American Navy admiral

Paul E. Sullivan (born 1952) is a retired United States Navy vice admiral.

==Personal==
Sullivan is native of Chatham, New Jersey. He graduated from the U.S. Naval Academy in 1974 with a Bachelor of Science degree in mathematics. He earned dual degrees of Master of Science in Naval Architecture and Marine Engineering and Ocean Engineer from Massachusetts Institute of Technology. He was an associate professor of Naval Architecture for MIT.

== Military career ==
Sullivan served on where he earned his Surface Warfare Qualification. After transferring to the Engineering Duty Officer Community, he served at the Norfolk Naval Shipyard, Naval Sea Systems Command, Supervisor of Shipbuilding in Groton, Connecticut and on the staff of the Assistant Secretary of the Navy (Research, Development and Acquisition). During his engineering duty assignments Adm.
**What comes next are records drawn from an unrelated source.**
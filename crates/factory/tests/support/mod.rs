//! Shared fixtures: User/Customer/Address/Role/Post/Comment models over a memory store

#![allow(dead_code)]

use std::sync::Arc;

use elif_factory::prelude::*;
use elif_factory::FactoryRegistryBuilder;

pub fn init_tracing() {
    let _ = tracing_subscriber::fmt()
        .with_env_filter(tracing_subscriber::EnvFilter::from_default_env())
        .with_test_writer()
        .try_init();
}

pub fn definitions() -> Definitions {
    Definitions::new()
        .define(
            ModelDefinition::new("User", || {
                into_attributes(json!({
                    "name": fake_data::name(),
                    "email": fake_data::email(),
                    "active": true,
                    "email_verified_at": "2020-01-01T00:00:00Z",
                }))
            })
            .state("inactive", json!({"active": false}))
            .state("unverified", json!({"email_verified_at": null}))
            .relation("address", RelationKind::HasOne)
            .relation("customers", RelationKind::HasMany)
            .relation("roles", RelationKind::BelongsToMany)
            .with_timestamps(),
        )
        .define(
            ModelDefinition::new("Customer", || {
                into_attributes(json!({ "name": fake_data::name() }))
            })
            .relation("user", RelationKind::BelongsTo)
            .relation("address", RelationKind::HasOne),
        )
        .define(
            ModelDefinition::new("Address", || {
                into_attributes(json!({ "line_1": fake_data::street_address() }))
            })
            .relation("user", RelationKind::BelongsTo),
        )
        .define(ModelDefinition::new("Role", || {
            into_attributes(json!({ "label": fake_data::word() }))
        }))
        .define(
            ModelDefinition::new("Post", || {
                into_attributes(json!({ "title": fake_data::sentence(3) }))
            })
            .relation("user", RelationKind::BelongsTo)
            .relation("comments", RelationKind::HasMany),
        )
        .define(ModelDefinition::new("Comment", || {
            into_attributes(json!({ "body": fake_data::sentence(6) }))
        }))
}

/// Blueprint with a default owner and default owned comments
pub struct PostFactory;

impl Blueprint for PostFactory {
    fn name(&self) -> &str {
        "PostFactory"
    }

    fn defaults(&self) -> Vec<DefaultRelationship> {
        vec![
            DefaultRelationship::new("defaultForUser", |registry| {
                Ok(registry.factory("UserFactory")?.into())
            }),
            DefaultRelationship::new("defaultWithComments", |registry| {
                Ok(registry.factory_times("CommentFactory", 2)?.into())
            }),
        ]
    }
}

pub struct Fixture {
    pub store: Arc<MemoryStore>,
    pub registry: Arc<FactoryRegistry>,
}

impl Fixture {
    pub fn factory(&self, name: &str) -> Factory {
        self.registry.factory(name).unwrap()
    }

    pub fn times(&self, name: &str, count: i64) -> Factory {
        self.registry.factory_times(name, count).unwrap()
    }
}

pub fn registry_builder(store: Arc<dyn Persistence>) -> FactoryRegistryBuilder {
    FactoryRegistry::builder(store)
        .register_named("UserFactory")
        .register_named("CustomerFactory")
        .register_named("AddressFactory")
        .register_named("Role")
        .register_named("CommentFactory")
        .register(PostFactory)
}

pub fn fixture() -> Fixture {
    init_tracing();

    let store = Arc::new(MemoryStore::new(definitions()));
    let registry = registry_builder(store.clone()).build().unwrap();

    Fixture { store, registry }
}
//! In-process persistence
//!
//! Keeps rows per table in memory and wires relationships by naming
//! convention. Useful for unit tests that should not need a database.

use std::sync::Mutex;

use async_trait::async_trait;
use chrono::Utc;
use dashmap::DashMap;
use serde_json::{json, Value};

use super::{Events, Persistence};
use crate::error::{FactoryError, FactoryResult};
use crate::model::{Attributes, Definitions, Produced, Record, RelationKind};
use crate::naming::{foreign_key, pivot_table, table_name};

/// Lifecycle event kinds recorded by [`MemoryStore`]
#[derive(Debug, Clone, Copy, PartialEq, Eq)]
pub enum EventKind {
    Creating,
    Created,
    Updating,
    Updated,
}

/// One dispatched lifecycle event
#[derive(Debug, Clone, PartialEq)]
pub struct StoreEvent {
    pub kind: EventKind,
    pub entity: String,
    pub id: Option<i64>,
}

/// Persistence backed by in-memory tables
#[derive(Debug, Default)]
pub struct MemoryStore {
    definitions: Definitions,
    tables: DashMap<String, Vec<Record>>,
    pivots: DashMap<String, Vec<Attributes>>,
    sequences: DashMap<String, i64>,
    events: Mutex<Vec<StoreEvent>>,
}

impl MemoryStore {
    pub fn new(definitions: Definitions) -> Self {
        Self {
            definitions,
            ..Self::default()
        }
    }

    pub fn definitions(&self) -> &Definitions {
        &self.definitions
    }

    /// Stored rows of an entity, in insertion order
    pub fn rows(&self, entity: &str) -> Vec<Record> {
        self.tables
            .get(&table_name(entity))
            .map(|rows| rows.clone())
            .unwrap_or_default()
    }

    /// Stored row by primary key
    pub fn find(&self, entity: &str, id: i64) -> Option<Record> {
        self.tables
            .get(&table_name(entity))
            .and_then(|rows| rows.iter().find(|row| row.id() == Some(id)).cloned())
    }

    /// Rows of a pivot table such as `role_user`
    pub fn pivot_rows(&self, table: &str) -> Vec<Attributes> {
        self.pivots
            .get(table)
            .map(|rows| rows.clone())
            .unwrap_or_default()
    }

    /// Lifecycle events dispatched so far
    pub fn events(&self) -> Vec<StoreEvent> {
        self.events
            .lock()
            .map(|events| events.clone())
            .unwrap_or_default()
    }

    fn dispatch(&self, kind: EventKind, record: &Record) -> FactoryResult<()> {
        let mut events = self
            .events
            .lock()
            .map_err(|_| FactoryError::Persistence("event log lock poisoned".to_string()))?;
        events.push(StoreEvent {
            kind,
            entity: record.entity().to_string(),
            id: record.id(),
        });
        Ok(())
    }

    fn next_id(&self, table: &str) -> i64 {
        let mut sequence = self.sequences.entry(table.to_string()).or_insert(0);
        *sequence += 1;
        *sequence
    }

    fn stamp(&self, record: &mut Record, inserting: bool) {
        let uses_timestamps = self
            .definitions
            .get(record.entity())
            .map(|definition| definition.uses_timestamps())
            .unwrap_or(false);

        if uses_timestamps {
            let now = Utc::now().to_rfc3339();
            if inserting {
                record.set("created_at", now.clone());
            }
            record.set("updated_at", now);
        }
    }

    fn stored_copy(record: &Record) -> Record {
        let mut row = Record::new(record.entity(), record.attributes().clone());
        if let Some(id) = record.id() {
            row.mark_saved(id);
        }
        row
    }

    fn saved_key(record: &Record, role: &str) -> FactoryResult<i64> {
        record.id().ok_or_else(|| {
            FactoryError::Persistence(format!(
                "{} {} must be saved before it can be linked",
                role,
                record.entity()
            ))
        })
    }
}

#[async_trait]
impl Persistence for MemoryStore {
    async fn instantiate(
        &self,
        entity: &str,
        states: &[String],
        attributes: Attributes,
    ) -> FactoryResult<Record> {
        self.definitions.instantiate(entity, states, attributes)
    }

    async fn save_with(&self, record: &mut Record, events: Events) -> FactoryResult<()> {
        let table = table_name(record.entity());
        let dispatching = events == Events::Dispatch;

        if record.exists() {
            if dispatching {
                self.dispatch(EventKind::Updating, record)?;
            }
            self.stamp(record, false);
            let row = Self::stored_copy(record);
            let mut rows = self.tables.entry(table).or_default();
            match rows.iter_mut().find(|stored| stored.id() == record.id()) {
                Some(stored) => *stored = row,
                None => rows.push(row),
            }
            drop(rows);
            if dispatching {
                self.dispatch(EventKind::Updated, record)?;
            }
            return Ok(());
        }

        if dispatching {
            self.dispatch(EventKind::Creating, record)?;
        }
        self.stamp(record, true);
        let id = self.next_id(&table);
        record.mark_saved(id);
        self.tables
            .entry(table)
            .or_default()
            .push(Self::stored_copy(record));
        if dispatching {
            self.dispatch(EventKind::Created, record)?;
        }

        tracing::trace!(entity = record.entity(), id, "memory store insert");
        Ok(())
    }

    async fn associate_owner(
        &self,
        record: &mut Record,
        relationship: &str,
        owner: &Record,
    ) -> FactoryResult<()> {
        let owner_id = Self::saved_key(owner, "owner")?;
        record.set(foreign_key(relationship), owner_id);
        Ok(())
    }

    async fn save_owned(
        &self,
        parent: &Record,
        relationship: &str,
        related: &mut Record,
        pivot: &Attributes,
    ) -> FactoryResult<()> {
        let parent_id = Self::saved_key(parent, "parent")?;
        let kind = self
            .definitions
            .relation_kind(parent.entity(), relationship)
            .unwrap_or(RelationKind::HasMany);

        match kind {
            RelationKind::HasOne | RelationKind::HasMany => {
                related.set(foreign_key(parent.entity()), parent_id);
                self.save(related).await
            }
            RelationKind::BelongsToMany => {
                if !related.exists() {
                    self.save(related).await?;
                }
                let related_id = Self::saved_key(related, "related")?;
                let mut row = pivot.clone();
                row.insert(foreign_key(parent.entity()), json!(parent_id));
                row.insert(foreign_key(related.entity()), json!(related_id));
                self.pivots
                    .entry(pivot_table(parent.entity(), related.entity()))
                    .or_default()
                    .push(row);
                Ok(())
            }
            RelationKind::BelongsTo => Err(FactoryError::Persistence(format!(
                "{}::{} is a belongs-to relationship and cannot save related records",
                parent.entity(),
                relationship
            ))),
        }
    }

    async fn after_create(&self, records: &mut [Record]) -> FactoryResult<()> {
        self.definitions.after_creating(records)
    }

    async fn count(&self, entity: &str) -> FactoryResult<usize> {
        Ok(self
            .tables
            .get(&table_name(entity))
            .map(|rows| rows.len())
            .unwrap_or(0))
    }

    async fn invoke(
        &self,
        target: &Produced,
        method: &str,
        _args: &[Value],
    ) -> FactoryResult<Option<Value>> {
        let value = match (method, target) {
            ("count", _) => json!(target.len()),
            ("toArray" | "to_array", _) => serde_json::to_value(target)?,
            ("getKey" | "get_key", Produced::One(record)) => json!(record.id()),
            ("exists", Produced::One(record)) => json!(record
                .id()
                .map_or(false, |id| self.find(record.entity(), id).is_some())),
            ("fresh", Produced::One(record)) => {
                let fresh = record.id().and_then(|id| self.find(record.entity(), id));
                serde_json::to_value(fresh)?
            }
            ("fresh", Produced::Many(records)) => {
                let fresh: Vec<Option<Record>> = records
                    .iter()
                    .map(|record| record.id().and_then(|id| self.find(record.entity(), id)))
                    .collect();
                serde_json::to_value(fresh)?
            }
            _ => return Ok(None),
        };
        Ok(Some(value))
    }
}

#[cfg(test)]
mod tests {
    use super::*;
    use crate::model::{into_attributes, ModelDefinition};

    fn store() -> MemoryStore {
        MemoryStore::new(
            Definitions::new()
                .define(
                    ModelDefinition::new("User", || into_attributes(json!({"name": "Ada"})))
                        .relation("roles", RelationKind::BelongsToMany)
                        .relation("team", RelationKind::BelongsTo)
                        .with_timestamps(),
                )
                .define(ModelDefinition::new("Customer", || {
                    into_attributes(json!({"name": "Acme"}))
                }))
                .define(ModelDefinition::new("Role", || {
                    into_attributes(json!({"label": "admin"}))
                })),
        )
    }

    #[tokio::test]
    async fn test_insert_then_update() -> FactoryResult<()> {
        let store = store();
        let mut user = store.instantiate("User", &[], Attributes::new()).await?;

        store.save(&mut user).await?;
        assert_eq!(user.id(), Some(1));
        assert!(user.get("created_at").is_some());

        user.set("name", "Grace");
        store.save(&mut user).await?;

        assert_eq!(store.count("User").await?, 1);
        assert_eq!(store.find("User", 1).unwrap().get_str("name"), Some("Grace"));

        let kinds: Vec<EventKind> = store.events().iter().map(|e| e.kind).collect();
        assert_eq!(
            kinds,
            vec![EventKind::Creating, EventKind::Created, EventKind::Updating, EventKind::Updated]
        );
        Ok(())
    }

    #[tokio::test]
    async fn test_suppressed_events_still_write() -> FactoryResult<()> {
        let store = store();
        let mut user = store.instantiate("User", &[], Attributes::new()).await?;

        store.save_with(&mut user, Events::Suppress).await?;

        assert!(store.events().is_empty());
        assert_eq!(store.count("User").await?, 1);
        Ok(())
    }

    #[tokio::test]
    async fn test_has_many_sets_parent_key() -> FactoryResult<()> {
        let store = store();
        let mut user = store.instantiate("User", &[], Attributes::new()).await?;
        store.save(&mut user).await?;
        let mut customer = store.instantiate("Customer", &[], Attributes::new()).await?;

        store
            .save_owned(&user, "customers", &mut customer, &Attributes::new())
            .await?;

        assert!(customer.exists());
        assert_eq!(customer.get("user_id"), Some(&json!(1)));
        Ok(())
    }

    #[tokio::test]
    async fn test_belongs_to_many_writes_pivot() -> FactoryResult<()> {
        let store = store();
        let mut user = store.instantiate("User", &[], Attributes::new()).await?;
        store.save(&mut user).await?;
        let mut role = store.instantiate("Role", &[], Attributes::new()).await?;

        store
            .save_owned(&user, "roles", &mut role, &into_attributes(json!({"expires": "never"})))
            .await?;

        let pivots = store.pivot_rows("role_user");
        assert_eq!(pivots.len(), 1);
        assert_eq!(pivots[0].get("user_id"), Some(&json!(1)));
        assert_eq!(pivots[0].get("role_id"), Some(&json!(1)));
        assert_eq!(pivots[0].get("expires"), Some(&json!("never")));
        Ok(())
    }

    #[tokio::test]
    async fn test_linking_requires_saved_records() -> FactoryResult<()> {
        let store = store();
        let owner = store.instantiate("User", &[], Attributes::new()).await?;
        let mut customer = store.instantiate("Customer", &[], Attributes::new()).await?;

        let associate = store.associate_owner(&mut customer, "user", &owner).await;
        assert!(matches!(associate, Err(FactoryError::Persistence(_))));

        let owned = store
            .save_owned(&owner, "customers", &mut customer, &Attributes::new())
            .await;
        assert!(matches!(owned, Err(FactoryError::Persistence(_))));
        Ok(())
    }

    #[tokio::test]
    async fn test_belongs_to_cannot_save_related() -> FactoryResult<()> {
        let store = store();
        let mut user = store.instantiate("User", &[], Attributes::new()).await?;
        store.save(&mut user).await?;
        let mut team = Record::new("Team", Attributes::new());

        let result = store.save_owned(&user, "team", &mut team, &Attributes::new()).await;

        assert!(result.is_err());
        Ok(())
    }

    #[tokio::test]
    async fn test_invoke() -> FactoryResult<()> {
        let store = store();
        let mut user = store.instantiate("User", &[], Attributes::new()).await?;
        store.save(&mut user).await?;
        let produced = Produced::One(user);

        assert_eq!(store.invoke(&produced, "exists", &[]).await?, Some(json!(true)));
        assert_eq!(store.invoke(&produced, "getKey", &[]).await?, Some(json!(1)));
        let fresh = store.invoke(&produced, "fresh", &[]).await?.unwrap();
        assert_eq!(fresh["attributes"]["name"], json!("Ada"));
        assert_eq!(store.invoke(&produced, "explode", &[]).await?, None);
        Ok(())
    }
}
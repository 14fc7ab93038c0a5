//! Error types for the factory system
//!
//! Every failure of a single `make`/`create` call surfaces as a [`FactoryError`].
//! Persistence failures are carried through unchanged so the caller sees what
//! the storage layer reported.

use crate::config::ConfigError;

/// Result type alias for factory operations
pub type FactoryResult<T> = Result<T, FactoryError>;

/// Error types for factory configuration, building and persistence
#[derive(thiserror::Error, Debug)]
pub enum FactoryError {
    /// A relationship call could not be matched to any registered factory
    #[error(
        "{factory}::{method}() could not be satisfied: no factory found for relationship \
         '{relationship}' (looked for: {})",
        candidates.join(", ")
    )]
    ArgumentsNotSatisfiable {
        factory: String,
        method: String,
        relationship: String,
        candidates: Vec<String>,
    },

    /// A forwarded call or attribute does not exist on the produced instance
    #[error(
        "You tried to call '{called}', but it doesn't exist on {factory}. Were you trying to \
         call {entity}::{called}? If so, don't forget to call either 'create()' or 'make()' \
         on {factory}."
    )]
    ModelNotBuilt {
        factory: String,
        called: String,
        entity: String,
    },

    /// Requested multiplicity is not positive
    #[error("Factory count must be at least 1, got {0}")]
    InvalidCount(i64),

    /// `relate` was called with a name that carries no relationship prefix
    #[error("'{method}' is not a relationship call on {factory}")]
    NotARelationship { factory: String, method: String },

    /// `assert` was called with a name that carries no assertion prefix
    #[error("'{method}' is not an assertion call on {factory}")]
    NotAnAssertion { factory: String, method: String },

    /// No factory registered under the given name
    #[error("No factory registered as '{0}'")]
    UnknownFactory(String),

    /// The base factory has no definition for the entity
    #[error("Unable to locate a definition for model [{0}]")]
    UndefinedModel(String),

    /// The base factory has no such state for the entity
    #[error("Unable to locate [{state}] state for [{entity}]")]
    UndefinedState { entity: String, state: String },

    /// An owning relationship resolved to something other than a single record
    #[error(
        "Relationship '{relationship}' on {factory} must resolve to a single owner, got {found}"
    )]
    InvalidOwner {
        factory: String,
        relationship: String,
        found: String,
    },

    /// A queued assertion did not hold
    #[error("Assertion failed: {message}")]
    Assertion { message: String },

    /// Storage layer failure
    #[error("Persistence error: {0}")]
    Persistence(String),

    #[error("Database error: {0}")]
    Database(#[from] sqlx::Error),

    #[error("Serialization error: {0}")]
    Serialization(#[from] serde_json::Error),

    #[error("Configuration error: {0}")]
    Config(#[from] ConfigError),
}

impl FactoryError {
    /// Build an assertion failure
    pub fn assertion(message: impl Into<String>) -> Self {
        FactoryError::Assertion {
            message: message.into(),
        }
    }

    /// Check whether this error came from the storage layer
    pub fn is_persistence(&self) -> bool {
        matches!(self, FactoryError::Persistence(_) | FactoryError::Database(_))
    }
}
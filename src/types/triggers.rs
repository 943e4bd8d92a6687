use serde::{Deserialize, Serialize};
use serde_json::{Map, Value};

use super::components::ConfigurableProp;

/// Trigger instance deployed for an end user
#[derive(Debug, Clone, PartialEq, Serialize, Deserialize)]
pub struct DeployedTrigger {
    /// Deployed component id (`dc_...`)
    pub id: String,
    /// Source component id (`sc_...`)
    pub component_id: String,
    #[serde(default)]
    pub owner_id: Option<String>,
    #[serde(default)]
    pub configurable_props: Vec<ConfigurableProp>,
    #[serde(default)]
    pub configured_props: Map<String, Value>,
    #[serde(default)]
    pub active: bool,
    /// Unix seconds
    #[serde(default)]
    pub created_at: i64,
    /// Unix seconds
    #[serde(default)]
    pub updated_at: i64,
    #[serde(default)]
    pub name: String,
    #[serde(default)]
    pub name_slug: String,
}

/// Fields to change on a deployed trigger; unset fields are left alone
#[derive(Debug, Clone, Default, PartialEq, Serialize)]
pub struct DeployedTriggerUpdate {
    #[serde(skip_serializing_if = "Option::is_none")]
    pub active: Option<bool>,
    #[serde(skip_serializing_if = "Option::is_none")]
    pub configured_props: Option<Map<String, Value>>,
    #[serde(skip_serializing_if = "Option::is_none")]
    pub name: Option<String>,
}

impl DeployedTriggerUpdate {
    pub fn is_empty(&self) -> bool {
        self.active.is_none() && self.configured_props.is_none() && self.name.is_none()
    }
}

/// Event emitted by a deployed trigger
#[derive(Debug, Clone, PartialEq, Serialize, Deserialize)]
pub struct EmittedEvent {
    /// Payload
    pub e: Value,
    /// Kind, e.g. `emit`
    pub k: String,
    /// Milliseconds since the epoch
    pub ts: i64,
    pub id: String,
}

#[derive(Debug, Clone, Default, PartialEq, Eq, Serialize, Deserialize)]
pub struct WebhookUrls {
    pub webhook_urls: Vec<String>,
}

#[derive(Debug, Clone, Default, PartialEq, Eq, Serialize, Deserialize)]
pub struct WorkflowIds {
    pub workflow_ids: Vec<String>,
}
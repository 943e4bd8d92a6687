use serde::{Deserialize, Serialize};

/// Short-lived token that lets an end user start an account-linking flow
#[derive(Debug, Clone, PartialEq, Eq, Serialize, Deserialize)]
pub struct ConnectToken {
    pub token: String,
    pub expires_at: String,
    pub connect_link_url: String,
}

/// Optional settings for `create_connect_token`
#[derive(Debug, Clone, Default, PartialEq, Eq, Serialize)]
pub struct ConnectTokenOptions {
    /// Origins allowed to use the token from a browser
    #[serde(skip_serializing_if = "Vec::is_empty")]
    pub allowed_origins: Vec<String>,
    #[serde(skip_serializing_if = "Option::is_none")]
    pub success_redirect_uri: Option<String>,
    #[serde(skip_serializing_if = "Option::is_none")]
    pub error_redirect_uri: Option<String>,
    /// Receives auth events for accounts connected with this token
    #[serde(skip_serializing_if = "Option::is_none")]
    pub webhook_uri: Option<String>,
}

#[derive(Serialize)]
pub(crate) struct ConnectTokenRequest<'a> {
    pub external_user_id: &'a str,
    #[serde(flatten)]
    pub options: &'a ConnectTokenOptions,
}
//! Resource operations of the Connect API
//!
//! Each submodule adds an `impl ConnectClient` block. Every operation validates
//! its inputs, builds one [`ApiRequest`](crate::client::request::ApiRequest)
//! and decodes the response into its documented shape.

mod accounts;
mod apps;
mod components;
mod deployed_triggers;
mod rate_limits;
mod tokens;
mod workflows;

use crate::client::ConnectClient;
use crate::constants::paths;

impl ConnectClient {
    /// Segments for `connect/{project_id}/...`
    pub(crate) fn project_path<'a>(&'a self, rest: &[&'a str]) -> Vec<&'a str> {
        let mut segments = Vec::with_capacity(rest.len() + 2);
        segments.push(paths::CONNECT);
        segments.push(self.project_id());
        segments.extend_from_slice(rest);
        segments
    }
}
use reqwest::Method;
use tracing::{debug, info};

use crate::client::request::{ApiRequest, ExpectedStatus, QueryParams};
use crate::client::ConnectClient;
use crate::constants::paths;
use crate::error::ConnectResult;
use crate::types::accounts::AccountsPage;
use crate::types::{Account, AccountListQuery, DataEnvelope, Page};
use crate::validation::require_non_empty;

impl ConnectClient {
    // ===================================================================================
    // ACCOUNTS
    // ===================================================================================

    /// List connected accounts in the project
    ///
    /// GET /v1/connect/{project_id}/accounts
    pub async fn list_accounts(&self, query: &AccountListQuery) -> ConnectResult<Page<Account>> {
        query.pagination.validate()?;

        let mut params = QueryParams::new();
        params
            .push_opt("app", query.app.as_deref())
            .push_opt("oauth_app_id", query.oauth_app_id.as_deref())
            .push_opt("external_user_id", query.external_user_id.as_deref())
            .push_flag("include_credentials", query.include_credentials);
        query.pagination.apply(&mut params);

        let request = ApiRequest::new(
            "list_accounts",
            Method::GET,
            self.project_path(&[paths::ACCOUNTS]),
        )
        .query(params);

        let page = self.send_decoded::<AccountsPage>(request).await?.into_page();
        debug!(count = page.data.len(), "Listed accounts");
        Ok(page)
    }

    /// Get one connected account
    ///
    /// GET /v1/connect/{project_id}/accounts/{account_id}
    pub async fn get_account(
        &self,
        account_id: &str,
        include_credentials: bool,
    ) -> ConnectResult<Account> {
        require_non_empty("account_id", account_id)?;

        let mut params = QueryParams::new();
        params.push_flag("include_credentials", include_credentials);

        let request = ApiRequest::new(
            "get_account",
            Method::GET,
            self.project_path(&[paths::ACCOUNTS, account_id]),
        )
        .query(params);

        let envelope: DataEnvelope<Account> = self.send_decoded(request).await?;
        Ok(envelope.data)
    }

    /// Delete one connected account
    ///
    /// DELETE /v1/connect/{project_id}/accounts/{account_id}
    pub async fn delete_account(&self, account_id: &str) -> ConnectResult<()> {
        require_non_empty("account_id", account_id)?;

        let request = ApiRequest::new(
            "delete_account",
            Method::DELETE,
            self.project_path(&[paths::ACCOUNTS, account_id]),
        )
        .expect(ExpectedStatus::Code(204));

        self.send_empty(request).await?;
        info!(account_id = %account_id, "Deleted account");
        Ok(())
    }

    /// Delete every account connected to an app
    ///
    /// DELETE /v1/connect/{project_id}/apps/{app_id}/accounts
    pub async fn delete_accounts_by_app(&self, app_id: &str) -> ConnectResult<()> {
        require_non_empty("app_id", app_id)?;

        let request = ApiRequest::new(
            "delete_accounts_by_app",
            Method::DELETE,
            self.project_path(&[paths::APPS, app_id, paths::ACCOUNTS]),
        )
        .expect(ExpectedStatus::Code(204));

        self.send_empty(request).await?;
        info!(app_id = %app_id, "Deleted accounts for app");
        Ok(())
    }

    /// Delete an end user together with all of their accounts
    ///
    /// DELETE /v1/connect/{project_id}/users/{external_user_id}
    pub async fn delete_external_user(&self, external_user_id: &str) -> ConnectResult<()> {
        require_non_empty("external_user_id", external_user_id)?;

        let request = ApiRequest::new(
            "delete_external_user",
            Method::DELETE,
            self.project_path(&[paths::USERS, external_user_id]),
        )
        .expect(ExpectedStatus::Code(204));

        self.send_empty(request).await?;
        info!(external_user_id = %external_user_id, "Deleted external user");
        Ok(())
    }
}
Sullivan earned his Submarine Engineering Duty Officer Qualification.

Sullivan served as program manager of the Seawolf-class Submarine Program (PMS 350) and the Virginia-class Submarine Program (PMS 450) from 1995 to 1998.

Sullivan served as Deputy Commander for Ship Design Integration and Engineering, Naval Sea Systems Command from 2001 to 2005.

Vice Adm. Sullivan became the 41st Commander, Naval Sea Systems Command in July 2005 until his retirement from the Navy in August 2008.

==Post-military career==
From 2009 to 2014, Sullivan served as a chief engineer and vice president with USEC.

In September 2014, Sullivan was named as the executive director of Penn State's Defense Related Research Units (DRRU) and Applied Research Laboratory (ARL).

As of 2024, Sullivan began teaching at his alma mater, the United States Naval Academy, in areas of project management and engineering economics. He has been quoted as saying "Getting to teach these midshipman has been the greatest accomplishment of my career."